Failure to Refer Resident With Identified Dental Needs
Penalty
Summary
The facility failed to ensure that Resident 112 received needed dental care. Resident 112 was admitted with diagnoses including a leg fracture, dementia, and hearing loss in both ears. Observation on 05/03/2026 showed the resident had missing lower teeth. The admission MDS, dated [DATE], documented obvious or likely cavities or broken natural teeth, and the care plan dated 02/24/2026 identified oral/dental health problems related to likely cavities or broken teeth with an intervention to coordinate dental care and provide transportation. During interviews, Staff G, Regional Social Services, stated Resident 112's dental needs were captured on the 02/24/2026 MDS and the resident was not referred for dental services. Staff M, Social Services Director, stated residents with dental needs should be referred to social services to be scheduled for assessment by a dental care practitioner, and that Resident 112 should have been referred after the MDS assessment. Staff B, DON, stated residents with identified dental needs should be referred for follow-up with a dentist and that Resident 112 should have been referred to the in-house dental provider; Staff B stated the lack of referral did not meet expectations.

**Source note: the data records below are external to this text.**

//! History table: a machine's state trajectory over time
//!
//! A history is a header of column names followed by value rows. Column 0
//! is always the hold duration in milliseconds; the remaining columns are
//! channel values in registration order.
//!
//! ```text
//! header: [runtime(ms), left_drive, right_drive, guard]
//! rows:   [1000, 1.0, -1.0, 0.0]
//!         [500, -1.0, 1.0, 0.75]
//! ```
//!
//! Read this as: hold left at full forward, right at full reverse and the
//! guard down for one second, then reverse both drives and raise the guard
//! to 75% for half a second.
//!
//! Every row must have exactly as many columns as the header. The table
//! enforces this on every append; nothing is ever padded or truncated.

pub mod format;

pub use format::{parse, serialize};

use crate::error::{ReplayError, Result};
use std::time::Duration;

/// Name of the reserved elapsed-time column
pub const TIME_COLUMN: &str = "runtime(ms)";

/// One "hold these values for this long" entry
#[derive(Debug, Clone, PartialEq)]
pub struct HistoryRow {
    /// How long the values were held, in milliseconds
    pub duration_ms: u64,
    /// Channel values, one per header column after the time column
    pub values: Vec<f64>,
}

impl HistoryRow {
    /// Create a new row
    pub fn new(duration_ms: u64, values: Vec<f64>) -> Self {
        Self {
            duration_ms,
            values,
        }
    }

    /// Number of columns including the time column
    pub fn len(&self) -> usize {
        self.values.len() + 1
    }

    /// A row always has its time column, so it is never empty
    pub fn is_empty(&self) -> bool {
        false
    }

    /// The hold duration
    pub fn duration(&self) -> Duration {
        Duration::from_millis(self.duration_ms)
    }
}

/// Header plus ordered value rows
#[derive(Debug, Clone, PartialEq, Default)]
pub struct HistoryTable {
    header: Vec<String>,
    rows: Vec<HistoryRow>,
}

impl HistoryTable {
    /// Create a table with no header; every append will fail until one is set
    pub fn empty() -> Self {
        Self::default()
    }

    /// Create a table with the given header columns
    pub fn new(header: Vec<String>) -> Self {
        Self {
            header,
            rows: Vec::new(),
        }
    }

    /// Create a table for the given channels, prefixed by the time column
    pub fn for_channels<I, S>(channels: I) -> Self
    where
        I: IntoIterator<Item = S>,
        S: Into<String>,
    {
        let header = std::iter::once(TIME_COLUMN.to_string())
            .chain(channels.into_iter().map(Into::into))
            .collect();
        Self::new(header)
    }

    /// Append a row, enforcing the header's column count
    pub fn append_row(&mut self, row: HistoryRow) -> Result<()> {
        if row.len() != self.header.len() {
            tracing::error!(
                "History row has {} columns but the header has {}",
                row.len(),
                self.header.len()
            );
            return Err(ReplayError::SchemaMismatch {
                expected: self.header.len(),
                actual: row.len(),
            });
        }
        self.rows.push(row);
        Ok(())
    }

    /// All header columns, including the time column
    pub fn header(&self) -> &[String] {
        &self.header
    }

    /// Channel columns, excluding the time column
    pub fn channel_names(&self) -> &[String] {
        self.header.get(1..).unwrap_or(&[])
    }

    /// Value rows in order
    pub fn rows(&self) -> &[HistoryRow] {
        &self.rows
    }

    /// Number of header columns
    pub fn column_count(&self) -> usize {
        self.header.len()
    }

    /// Number of value rows
    pub fn row_count(&self) -> usize {
        self.rows.len()
    }

    /// Check if the table has no value rows
    pub fn is_empty(&self) -> bool {
        self.rows.is_empty()
    }

    /// Sum of all hold durations
    pub fn total_duration(&self) -> Duration {
        Duration::from_millis(self.rows.iter().map(|r| r.duration_ms).sum())
    }

    /// Column position of a channel
    pub fn column_of(&self, name: &str) -> Option<usize> {
        self.header.iter().position(|h| h == name)
    }

    /// Check the table's shape before it is consumed
    ///
    /// Rows were checked on append, but a table that came from a file or
    /// was assembled elsewhere is verified again here.
    pub fn validate(&self) -> Result<()> {
        if self.header.is_empty() {
            return Err(ReplayError::EmptyTable);
        }

        for (i, name) in self.channel_names().iter().enumerate() {
            if self.channel_names()[..i].contains(name) {
                return Err(ReplayError::DuplicateChannel(name.clone()));
            }
        }

        if let Some(row) = self.rows.iter().find(|r| r.len() != self.header.len()) {
            return Err(ReplayError::SchemaMismatch {
                expected: self.header.len(),
                actual: row.len(),
            });
        }

        Ok(())
    }
}
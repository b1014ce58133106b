//! stateplay - record and replay actuator trajectories
//!
//! # Commands
//!
//! - `stateplay demo` - Drive a simulated machine through a scripted routine and save the recording
//! - `stateplay play <FILE>` / `stateplay play --latest` - Replay a recording on simulated channels
//! - `stateplay show <FILE>` - Print a JSON summary of a recording
//! - `stateplay check <FILE>` - Parse and validate a recording
//!
//! # Usage
//!
//! ```bash
//! # Record the demo routine, then play it back twice as fast
//! stateplay demo
//! stateplay play --latest --speed 2
//!
//! # Simulate an operator abort 750 ms into playback
//! stateplay play --latest --abort-after-ms 750
//! ```

use std::path::PathBuf;
use std::sync::Arc;
use std::time::{Duration, Instant};

use anyhow::{bail, Context, Result};
use clap::{Args, Parser, Subcommand};
use stateplay_rs::{
    channel::{sim::SimulatedChannel, ChannelDirectory},
    config::AppConfig,
    logging,
    session::{HistorySummary, Player, RecordingController},
    storage::HistoryStore,
    timing::{CancelToken, MonotonicClock, ThreadContext},
    HistoryTable,
};

/// Channels on the simulated machine
const MOTORS: [&str; 2] = ["left_drive", "right_drive"];
const SERVOS: [&str; 1] = ["pusher"];

/// How often the demo operator loop samples the channels
const CONTROL_PERIOD: Duration = Duration::from_millis(20);

/// Demo operator routine: pause in ms, then the inputs applied together
const DEMO_SCRIPT: &[(u64, &[(&str, f64)])] = &[
    (300, &[("left_drive", 1.0), ("right_drive", 1.0)]),
    (800, &[("left_drive", 0.5), ("right_drive", -0.5)]),
    (400, &[("left_drive", 0.0), ("right_drive", 0.0)]),
    (200, &[("pusher", 0.75)]),
    (500, &[("pusher", 0.0)]),
    (300, &[("left_drive", -1.0), ("right_drive", -1.0)]),
    (600, &[("left_drive", 0.0), ("right_drive", 0.0)]),
];

/// Record and replay actuator state trajectories
#[derive(Parser)]
#[command(name = "stateplay")]
#[command(about = "Record and replay actuator state trajectories")]
#[command(version)]
struct Cli {
    /// Config file (defaults to $STATEPLAY_CONFIG or the platform config dir)
    #[arg(long, global = true)]
    config: Option<PathBuf>,

    #[command(subcommand)]
    command: Commands,
}

#[derive(Subcommand)]
enum Commands {
    /// Drive the simulated machine through a scripted routine and save it
    Demo(DemoArgs),

    /// Replay a recording on the simulated machine
    Play(PlayArgs),

    /// Print a JSON summary of a recording
    Show {
        /// History file
        file: PathBuf,
    },

    /// Parse and validate a recording
    Check {
        /// History file
        file: PathBuf,
    },
}

#[derive(Args)]
struct DemoArgs {
    /// Save into this directory instead of the configured one
    #[arg(long)]
    history_dir: Option<PathBuf>,

    /// Multiply every scripted pause by this factor
    #[arg(long, default_value_t = 1.0)]
    time_scale: f64,
}

#[derive(Args)]
struct PlayArgs {
    /// History file to play
    #[arg(required_unless_present = "latest", conflicts_with = "latest")]
    file: Option<PathBuf>,

    /// Play the most recent recording in the history directory
    #[arg(long)]
    latest: bool,

    /// Speed multiplier (overrides the config)
    #[arg(long)]
    speed: Option<f64>,

    /// Cancel playback after this many milliseconds
    #[arg(long)]
    abort_after_ms: Option<u64>,

    /// Simulate a motor for every recorded channel the machine lacks
    #[arg(long)]
    auto_channels: bool,
}

fn main() -> Result<()> {
    let cli = Cli::parse();

    let config_path = match cli.config {
        Some(path) => path,
        None => AppConfig::resolve_path()?,
    };
    let config = AppConfig::load_or_default(&config_path);
    let _log_guard = logging::init_logging(&config.logging);

    tracing::debug!("Using config {:?}", config_path);

    match cli.command {
        Commands::Demo(args) => run_demo(&config, args),
        Commands::Play(args) => run_play(&config, args),
        Commands::Show { file } => {
            let table = HistoryStore::from_config(&config.recording).read_history(&file)?;
            let summary = HistorySummary::from(&table);
            println!("{}", serde_json::to_string_pretty(&summary)?);
            Ok(())
        }
        Commands::Check { file } => {
            let table = HistoryStore::from_config(&config.recording).read_history(&file)?;
            table
                .validate()
                .with_context(|| format!("{} is not playable", file.display()))?;
            println!(
                "{}: ok ({} channels, {} rows, {} ms)",
                file.display(),
                table.channel_names().len(),
                table.row_count(),
                table.total_duration().as_millis()
            );
            Ok(())
        }
    }
}

/// Simulated machine with the standard channel set
fn simulated_machine() -> Result<(ChannelDirectory, Vec<(&'static str, SimulatedChannel)>)> {
    let mut directory = ChannelDirectory::new();
    let mut handles = Vec::new();

    for name in MOTORS {
        let channel = SimulatedChannel::motor(0.0);
        directory.register(name, channel.clone())?;
        handles.push((name, channel));
    }
    for name in SERVOS {
        let channel = SimulatedChannel::servo(0.0);
        directory.register(name, channel.clone())?;
        handles.push((name, channel));
    }

    Ok((directory, handles))
}

fn run_demo(config: &AppConfig, args: DemoArgs) -> Result<()> {
    let (directory, handles) = simulated_machine()?;

    let mut recording = config.recording.clone();
    if let Some(dir) = args.history_dir {
        recording.history_dir = dir;
    }
    let store = HistoryStore::from_config(&recording);

    let mut controller = RecordingController::with_clock(&directory, Arc::new(MonotonicClock::new()))
        .with_tolerance(recording.change_tolerance);
    controller.start_recording()?;

    if !args.time_scale.is_finite() || args.time_scale < 0.0 {
        bail!("--time-scale must be a finite, non-negative number");
    }
    let scale = args.time_scale;
    for (pause_ms, inputs) in DEMO_SCRIPT {
        let pause = Duration::from_secs_f64(*pause_ms as f64 / 1000.0 * scale);
        let deadline = Instant::now() + pause;
        while Instant::now() < deadline {
            controller.update_recording()?;
            std::thread::sleep(CONTROL_PERIOD.min(pause));
        }

        for (name, value) in inputs.iter() {
            let (_, channel) = handles
                .iter()
                .find(|(n, _)| n == name)
                .with_context(|| format!("demo machine has no channel {}", name))?;
            channel.set(*value);
        }
        controller.update_recording()?;
    }

    let saved = controller.stop_recording(&store);
    let table = controller
        .last_recording()
        .context("demo session produced no recording")?;

    match saved {
        Some(path) => println!(
            "Recorded {} rows ({} ms) to {}",
            table.row_count(),
            table.total_duration().as_millis(),
            path.display()
        ),
        None => println!(
            "Recorded {} rows but could not save them to {}",
            table.row_count(),
            store.root().display()
        ),
    }
    Ok(())
}

fn run_play(config: &AppConfig, args: PlayArgs) -> Result<()> {
    let store = HistoryStore::from_config(&config.recording);

    let path = match (args.file, args.latest) {
        (Some(file), _) => file,
        (None, true) => store
            .latest_history()?
            .with_context(|| format!("no recordings in {}", store.root().display()))?,
        (None, false) => bail!("give a history file or --latest"),
    };

    let table = store.read_history(&path)?;
    let (mut directory, _handles) = simulated_machine()?;
    if args.auto_channels {
        add_missing_channels(&mut directory, &table)?;
    }

    let speed = match args.speed {
        Some(speed) if speed.is_nan() => bail!("--speed must be a number"),
        Some(speed) => speed,
        None => config.playback.effective_speed(),
    };
    let token = CancelToken::new();
    let ctx = ThreadContext::new(token.clone()).with_speed(speed);

    if let Some(ms) = args.abort_after_ms {
        let remote = token.clone();
        std::thread::spawn(move || {
            std::thread::sleep(Duration::from_millis(ms));
            tracing::info!("Operator abort after {} ms", ms);
            remote.cancel();
        });
    }

    println!(
        "Playing {} at {}x ({} rows)",
        path.display(),
        ctx.speed(),
        table.row_count()
    );

    let mut player = Player::new();
    match player.play(&table, &directory, &ctx) {
        Ok(report) => {
            println!("{}", serde_json::to_string_pretty(&report)?);
            Ok(())
        }
        Err(e) if e.is_aborted() => {
            println!("{} (machine restored to baseline)", e);
            Ok(())
        }
        Err(e) => Err(anyhow::Error::new(e).context(format!("playback of {} failed", path.display()))),
    }
}

fn add_missing_channels(directory: &mut ChannelDirectory, table: &HistoryTable) -> Result<()> {
    for name in table.channel_names() {
        if !directory.contains(name) {
            tracing::info!("Simulating missing channel {}", name);
            directory.register(name.as_str(), SimulatedChannel::motor(0.0))?;
        }
    }
    Ok(())
}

Inaccurate Meal Intake Documentation
Penalty
Summary
The facility failed to accurately document the amount of food eaten for Resident 13, who was admitted with diagnoses including diabetes mellitus, dysphagia, and protein-calorie malnutrition. The quarterly MDS dated 02/12/2026 showed the resident was moderately cognitively impaired. During observation on 05/05/2026 at 12:09 PM, a meal tray was delivered to the resident’s room, set up on a bedside table, and the resident was observed eating slowly, eating less than 25% of the meal, then laying back in bed and closing their eyes while the tray remained in the room. Staff later removed the tray, but the POC documentation for lunch on 05/05/2026 recorded that Resident 13 ate 76-100% of the meal. During interview, the CNA stated the resident typically ate 25-50% of meals and never ate all of the food, and that if they did not pick up a tray they would ask a coworker what the resident ate before documenting it. The CNA stated they were told the resident ate 75-100% of lunch, so that is what was entered. The LPN/RCM stated staff should document meal intake accurately in POC, and the RN/DNS stated it was their expectation that all staff document meal intake accurately.